Según esta interpretación, los constantes viajes de Zweig en su juventud tendrían su motor más en el sexo que en la investigación literaria. Matuschek habla de tríos y de amor homosexual, algo inaceptable en su época. Otros autores parecen dar por buena una explicación similar. Thomas Mann, al conocer la noticia del suicidio de Stefan Zweig, especuló con el permanente temor que éste padecía a verse comprometido por la revelación de sus disipaciones de juventud. En la biografía de Matuschek hay al menos un par de revelaciones más que contrastan con la imagen comúnmente aceptada del escritor. La primera es que la idea del suicidio extendió su negra sombra sobre toda su vida adulta. Zweig amenazó a su primera esposa con quitarse la vida si ésta quedaba encinta de nuevo e incluso trató de convencerla para que ambos se matasen a un tiempo. La segunda novedad es que en los primeros compases de la Primera Guerra Mundial, Zweig firmó varios manifiestos militaristas. Tampoco fue tal su exilio en Suiza durante la contienda sino más bien un intento, exitoso a la postre, de librarse de las obligaciones militares que como súbdito del Imperio austro húngaro le correspondían.

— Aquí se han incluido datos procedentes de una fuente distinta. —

use serde::{Deserialize, Serialize};
use std::io::{Error, ErrorKind};

use crate::raft::rpc::RaftMessage;
use crate::raft::types::NodeId;

// Constants for message size management
pub const MAX_MESSAGE_SIZE: usize = 10 * 1024 * 1024; // 10MB - prevent DoS attacks

/// Length prefix plus crc32c of the payload
const HEADER_SIZE: usize = 8;

/// A Raft message addressed from one member to another, as sent on the wire
#[derive(Debug, Clone, PartialEq, Eq, Serialize, Deserialize)]
pub struct NetworkMessage {
    pub from: NodeId,
    pub to: NodeId,
    pub message: RaftMessage,
}

/// Frames messages as `[len: u32 BE][crc32c: u32 BE][bincode payload]`.
#[derive(Debug, Clone)]
pub struct MessageCodec {
    max_message_size: usize,
}

impl Default for MessageCodec {
    fn default() -> Self {
        Self {
            max_message_size: MAX_MESSAGE_SIZE,
        }
    }
}

impl MessageCodec {
    pub fn with_max_message_size(max_message_size: usize) -> Self {
        Self { max_message_size }
    }

    pub fn encode(&self, message: &NetworkMessage) -> Result<Vec<u8>, Error> {
        let payload = bincode::serialize(message).map_err(|e| {
            Error::new(ErrorKind::InvalidData, format!("Serialization error: {}", e))
        })?;
        if payload.len() > self.max_message_size {
            return Err(Error::new(
                ErrorKind::InvalidData,
                format!(
                    "Serialized message size {} exceeds maximum {}",
                    payload.len(),
                    self.max_message_size
                ),
            ));
        }

        let mut frame = Vec::with_capacity(HEADER_SIZE + payload.len());
        frame.extend_from_slice(&(payload.len() as u32).to_be_bytes());
        frame.extend_from_slice(&crc32c::crc32c(&payload).to_be_bytes());
        frame.extend_from_slice(&payload);
        Ok(frame)
    }

    /// Decodes one complete frame.
    pub fn decode(&self, frame: &[u8]) -> Result<NetworkMessage, Error> {
        if frame.len() < HEADER_SIZE {
            return Err(Error::new(ErrorKind::UnexpectedEof, "Truncated frame header"));
        }
        let len = self.check_len(&frame[0..4])?;
        if frame.len() != HEADER_SIZE + len {
            return Err(Error::new(
                ErrorKind::InvalidData,
                format!("Frame holds {} bytes, header announces {}", frame.len() - HEADER_SIZE, len),
            ));
        }
        let crc = u32::from_be_bytes([frame[4], frame[5], frame[6], frame[7]]);
        self.decode_payload(crc, &frame[HEADER_SIZE..])
    }

    fn check_len(&self, bytes: &[u8]) -> Result<usize, Error> {
        let len = u32::from_be_bytes([bytes[0], bytes[1], bytes[2], bytes[3]]) as usize;

        // Validate message size to prevent DoS attacks
        if len > self.max_message_size {
            return Err(Error::new(
                ErrorKind::InvalidData,
                format!("Message size {} exceeds maximum {}", len, self.max_message_size),
            ));
        }
        if len == 0 {
            return Err(Error::new(ErrorKind::InvalidData, "Message size cannot be zero"));
        }
        Ok(len)
    }

    fn decode_payload(&self, crc: u32, payload: &[u8]) -> Result<NetworkMessage, Error> {
        if crc32c::crc32c(payload) != crc {
            return Err(Error::new(ErrorKind::InvalidData, "Frame checksum mismatch"));
        }
        bincode::deserialize(payload).map_err(|e| {
            Error::new(
                ErrorKind::InvalidData,
                format!("Deserialization error: {}", e),
            )
        })
    }
}

#[cfg(test)]
mod tests {
    use super::*;
    use crate::raft::rpc::RequestVoteRequest;

    fn vote_request() -> NetworkMessage {
        NetworkMessage {
            from: "node-1".to_string(),
            to: "node-2".to_string(),
            message: RaftMessage::RequestVote(RequestVoteRequest {
                term: 3,
                candidate_id: "node-1".to_string(),
                last_log_index: 10,
                last_log_term: 2,
            }),
        }
    }

    #[test]
    fn test_frame_must_match_announced_length() {
        let codec = MessageCodec::default();
        let frame = codec.encode(&vote_request()).unwrap();
        assert_eq!(codec.decode(&frame).unwrap(), vote_request());

        let err = codec.decode(&frame[..frame.len() - 1]).unwrap_err();
        assert_eq!(err.kind(), ErrorKind::InvalidData);
        let err = codec.decode(&frame[..3]).unwrap_err();
        assert_eq!(err.kind(), ErrorKind::UnexpectedEof);
    }

    #[test]
    fn test_corrupted_payload_is_rejected() {
        let codec = MessageCodec::default();
        let mut frame = codec.encode(&vote_request()).unwrap();
        let last = frame.len() - 1;
        frame[last] ^= 0xff;
        let err = codec.decode(&frame).unwrap_err();
        assert_eq!(err.kind(), ErrorKind::InvalidData);
    }

    #[test]
    fn test_oversized_message_is_rejected() {
        let codec = MessageCodec::with_max_message_size(16);
        assert!(codec.encode(&vote_request()).is_err());

        let frame = MessageCodec::default().encode(&vote_request()).unwrap();
        assert!(codec.decode(&frame).is_err());
    }
}
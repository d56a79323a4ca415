use rand::Rng;

use super::log::LeaderState;
use super::rpc::{ConfigureRequest, RaftMessage, RequestVoteRequest, RequestVoteResponse};
use super::server::RaftServer;
use super::types::{EntryPayload, LogEntry, LogIndex, NodeId, Term};
use crate::util::errors::Result;

/// Draws election timeouts.
///
/// A member below the cluster's target priority waits longer: the drawn base
/// timeout is stretched by `2 * (target - priority) / target`, so the highest
/// priority members usually time out, and win, first.
#[derive(Debug, Clone, Copy)]
pub struct ElectionTimer {
    min_ms: u64,
    max_ms: u64,
}

impl ElectionTimer {
    pub fn new(min_ms: u64, max_ms: u64) -> Self {
        Self { min_ms, max_ms }
    }

    pub fn next_timeout<R: Rng + ?Sized>(&self, rng: &mut R, priority: u32, target: u32) -> u64 {
        let base = if self.max_ms > self.min_ms {
            rng.gen_range(self.min_ms..=self.max_ms)
        } else {
            self.min_ms
        };
        let target = u64::from(target.max(1));
        let priority = u64::from(priority).min(target);
        base + base * 2 * (target - priority) / target
    }
}

/// Raft's "at least as up-to-date" rule
pub fn is_log_up_to_date(
    candidate_last_term: Term,
    candidate_last_index: LogIndex,
    own_last_term: Term,
    own_last_index: LogIndex,
) -> bool {
    candidate_last_term > own_last_term
        || (candidate_last_term == own_last_term && candidate_last_index >= own_last_index)
}

impl RaftServer {
    /// Members that may campaign: voters that are not waiting to catch up.
    pub(super) fn can_campaign(&self) -> bool {
        self.configuration.is_voter(&self.id) && (!self.gated || self.state.ready)
    }

    pub(super) fn on_election_timeout(&mut self) -> Result<()> {
        self.reset_election_timer();
        if !self.can_campaign() {
            tracing::debug!(
                "Node {} ignoring election timeout (voter: {}, gated: {}, ready: {})",
                self.id,
                self.configuration.is_voter(&self.id),
                self.gated,
                self.state.ready
            );
            return Ok(());
        }
        self.start_election()
    }

    fn start_election(&mut self) -> Result<()> {
        self.state.become_candidate();
        self.persist_vote()?;

        let request = RequestVoteRequest {
            term: self.state.current_term,
            candidate_id: self.id.clone(),
            last_log_index: self.last_log_index(),
            last_log_term: self.last_log_term(),
        };
        tracing::info!(
            "Node {} starting election for term {} (last log index: {}, last log term: {})",
            self.id,
            request.term,
            request.last_log_index,
            request.last_log_term
        );

        let votes = &self.state.votes_received;
        if self.configuration.has_quorum(|id| votes.contains(id)) {
            return self.become_leader();
        }
        for voter in self.configuration.voters() {
            if voter != self.id {
                self.send(&voter, RaftMessage::RequestVote(request.clone()));
            }
        }
        Ok(())
    }

    /// Handle incoming RequestVote RPC
    pub(super) fn handle_request_vote(
        &mut self,
        from: NodeId,
        request: RequestVoteRequest,
    ) -> Result<()> {
        // Members outside the configuration never disturb the term
        if !self.configuration.is_voter(&request.candidate_id) {
            tracing::debug!(
                "Node {} denied vote to {} - not a voting member",
                self.id,
                request.candidate_id
            );
            if self.state.is_leader() && !self.committed_configuration.contains(&from) {
                let configure = ConfigureRequest {
                    term: self.state.current_term,
                    leader_id: self.id.clone(),
                    configuration: self.committed_configuration.clone(),
                    joint: false,
                };
                self.send(&from, RaftMessage::Configure(configure));
            }
            return self.reply_vote(&from, false);
        }

        if request.term < self.state.current_term {
            tracing::debug!(
                "Node {} denied vote to {} - request term {} < current term {}",
                self.id,
                request.candidate_id,
                request.term,
                self.state.current_term
            );
            return self.reply_vote(&from, false);
        }

        self.observe_term(request.term)?;

        if !self.configuration.is_voter(&self.id) {
            return self.reply_vote(&from, false);
        }
        if self.gated && !self.state.ready {
            tracing::debug!(
                "Node {} denied vote to {} - still catching up",
                self.id,
                request.candidate_id
            );
            return self.reply_vote(&from, false);
        }
        if self.state.is_leader() {
            return self.reply_vote(&from, false);
        }

        let can_vote = self.state.voted_for.is_none()
            || self.state.voted_for.as_ref() == Some(&request.candidate_id);
        if !can_vote {
            tracing::debug!(
                "Node {} denied vote to {} - already voted for {:?}",
                self.id,
                request.candidate_id,
                self.state.voted_for
            );
            return self.reply_vote(&from, false);
        }

        if !is_log_up_to_date(
            request.last_log_term,
            request.last_log_index,
            self.last_log_term(),
            self.last_log_index(),
        ) {
            tracing::debug!(
                "Node {} denied vote to {} - log not up-to-date",
                self.id,
                request.candidate_id
            );
            return self.reply_vote(&from, false);
        }

        self.state.voted_for = Some(request.candidate_id.clone());
        self.persist_vote()?;
        self.reset_election_timer();
        tracing::info!(
            "Node {} granted vote to {} in term {}",
            self.id,
            request.candidate_id,
            request.term
        );
        self.reply_vote(&from, true)
    }

    fn reply_vote(&mut self, to: &NodeId, vote_granted: bool) -> Result<()> {
        let response = RequestVoteResponse {
            term: self.state.current_term,
            vote_granted,
        };
        self.send(to, RaftMessage::RequestVoteResponse(response));
        Ok(())
    }

    /// Handle incoming RequestVote response
    pub(super) fn handle_request_vote_response(
        &mut self,
        from: NodeId,
        response: RequestVoteResponse,
    ) -> Result<()> {
        if self.observe_term(response.term)? {
            return Ok(());
        }
        // Ignore if we're not a candidate anymore, or the response is stale
        if !self.state.is_candidate() || response.term < self.state.current_term {
            return Ok(());
        }
        if !response.vote_granted {
            return Ok(());
        }

        self.state.add_vote(from.clone());
        tracing::debug!(
            "Node {} received vote from {} ({} votes in term {})",
            self.id,
            from,
            self.state.votes_received.len(),
            self.state.current_term
        );

        let votes = &self.state.votes_received;
        if self.configuration.has_quorum(|id| votes.contains(id)) {
            tracing::info!(
                "Node {} won election in term {} with {} votes",
                self.id,
                self.state.current_term,
                self.state.votes_received.len()
            );
            self.become_leader()?;
        }
        Ok(())
    }

    /// Takes over the cluster: appends the leader's initial entry and starts
    /// replicating it. Nothing appended later commits before it does.
    pub(super) fn become_leader(&mut self) -> Result<()> {
        let term = self.state.current_term;
        let initial_index = self.last_log_index() + 1;
        self.log
            .append(vec![LogEntry::new(term, initial_index, EntryPayload::Initial)])?;

        self.state.become_leader();
        let mut leader = LeaderState::new(initial_index, self.now_ms);
        for member in self.configuration.replication_targets(&self.id) {
            leader.track(member, initial_index);
        }
        self.leader = Some(leader);
        self.first_commit_index.get_or_insert(initial_index);
        self.last_application = self.find_last_application()?;

        tracing::info!(
            "Node {} leading term {} with initial entry at index {}",
            self.id,
            term,
            initial_index
        );

        self.flush_log();
        self.replicate_all()?;
        self.advance_commit_index()
    }

    /// Members this node should count in elections, for status reporting.
    pub fn voters(&self) -> Vec<NodeId> {
        self.configuration.voters()
    }
}
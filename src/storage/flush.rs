use std::io;
use std::sync::atomic::{AtomicBool, AtomicU32, Ordering};
use std::sync::Arc;

/// Something that can make previously written data durable.
pub trait FlushTarget {
    fn sync(&mut self) -> io::Result<()>;
}

/// Durability boundary of a journal. Storage calls it; production syncs,
/// tests inject failures.
pub trait FlushStrategy: Send {
    fn flush(&mut self, target: &mut dyn FlushTarget) -> io::Result<()>;
}

/// Syncs the target on every flush.
#[derive(Debug, Default, Clone, Copy)]
pub struct SyncFlush;

impl FlushStrategy for SyncFlush {
    fn flush(&mut self, target: &mut dyn FlushTarget) -> io::Result<()> {
        target.sync()
    }
}

/// Marks data durable without touching the disk.
#[derive(Debug, Default, Clone, Copy)]
pub struct NoopFlush;

impl FlushStrategy for NoopFlush {
    fn flush(&mut self, _target: &mut dyn FlushTarget) -> io::Result<()> {
        Ok(())
    }
}

/// Fails flushes while switched on or while a failure budget remains.
#[derive(Debug, Clone, Default)]
pub struct FaultyFlush {
    failing: Arc<AtomicBool>,
    remaining_failures: Arc<AtomicU32>,
}

impl FaultyFlush {
    pub fn new() -> Self {
        Self::default()
    }

    /// Fails the next `count` flushes, then recovers.
    pub fn fail_next(&self, count: u32) {
        self.remaining_failures.store(count, Ordering::SeqCst);
    }

    pub fn set_failing(&self, failing: bool) {
        self.failing.store(failing, Ordering::SeqCst);
    }

    fn should_fail(&self) -> bool {
        if self.failing.load(Ordering::SeqCst) {
            return true;
        }
        self.remaining_failures
            .fetch_update(Ordering::SeqCst, Ordering::SeqCst, |n| n.checked_sub(1))
            .is_ok()
    }
}

impl FlushStrategy for FaultyFlush {
    fn flush(&mut self, target: &mut dyn FlushTarget) -> io::Result<()> {
        if self.should_fail() {
            return Err(io::Error::new(io::ErrorKind::Other, "injected flush failure"));
        }
        target.sync()
    }
}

Otros hechos oscuros de su vida concitan más unanimidad. Todos sus coetáneos coinciden en su incapacidad casi patológica para condenar de forma abierta e inequívoca la tiranía hitleriana. La frustración expresada epistolarmente por Joseph Roth, fue repetida en parecidos términos por Klaus Mann al solicitarle éste, sin éxito, colaboraciones para un periódico que agrupaba a la comunidad de exiliados de habla alemana. También la filósofa Hannah Arendt le reprochó carecer de convicciones políticas. Zweig justificaba el silencio argumentando su desdén hacia los gestos públicos y emocionales. El exilio agudizó sus contradicciones. De Londres a Bath, en el suroeste de Inglaterra, y de aquí a Nueva York tratando de dejar atrás el fantasma bien real de las futuras incursiones aéreas de la Luftwaffe. La Gran Manzana con su indiferencia comercial a los sucesos de Europa, con su lujo y sofisticación, irritó a Zweig quien añoraba, con la fuerza del deseo imposible, la vida intelectual de los cafés vieneses y los paisajes alpinos. Buscando nuevos aires inició una gira de conferencias por América del sur y acabó estableciéndose, junto a su joven y frágil esposa, en Petrópolis, al sur de Río de Janeiro. Fue una decisión extraña.

La dictadura de Getúlio Vargas era ambigua con los gestos antisemitas y el clima tropical era lo último que convenía a Lotte. Allí, en un ambiente provinciano, fueron languideciendo, relacionándose con un grupo reducido formado por un médico alemán, un par de intelectuales franceses y la poetisa chilena Gabriela Mistral. En Petrópolis dio los últimos retoques a su autobiografía y culminó, casi en vísperas de su muerte, una obra inquietante ,“Novela de ajedrez”, de ecos autobiográficos, en el que su protagonista, un virtuoso del tablero, cae en un marasmo paralizante ante la espera del siguiente movimiento de su oponente.

Su carácter metódico y previsor le acompañó hasta su último suspiro. En los días previos a su decisión fatal regaló a la casera su fox terrier y le giró el alquiler por el mes completo. Remitió cartas y telegramas de despedida a sus amigos más cercanos, quienes los recibieron en los días posteriores a su muerte. También mantuvo la duplicidad que le había acompañado toda su vida. Un amigo, Ernst Feder, cenó con Stefan y Lotte la víspera del suceso. En su diario dejó constancia de lo amable y cercana que había encontrado a la pareja. Las únicas quejas que le expresaron fueron que en los últimos días estaban descansando mal.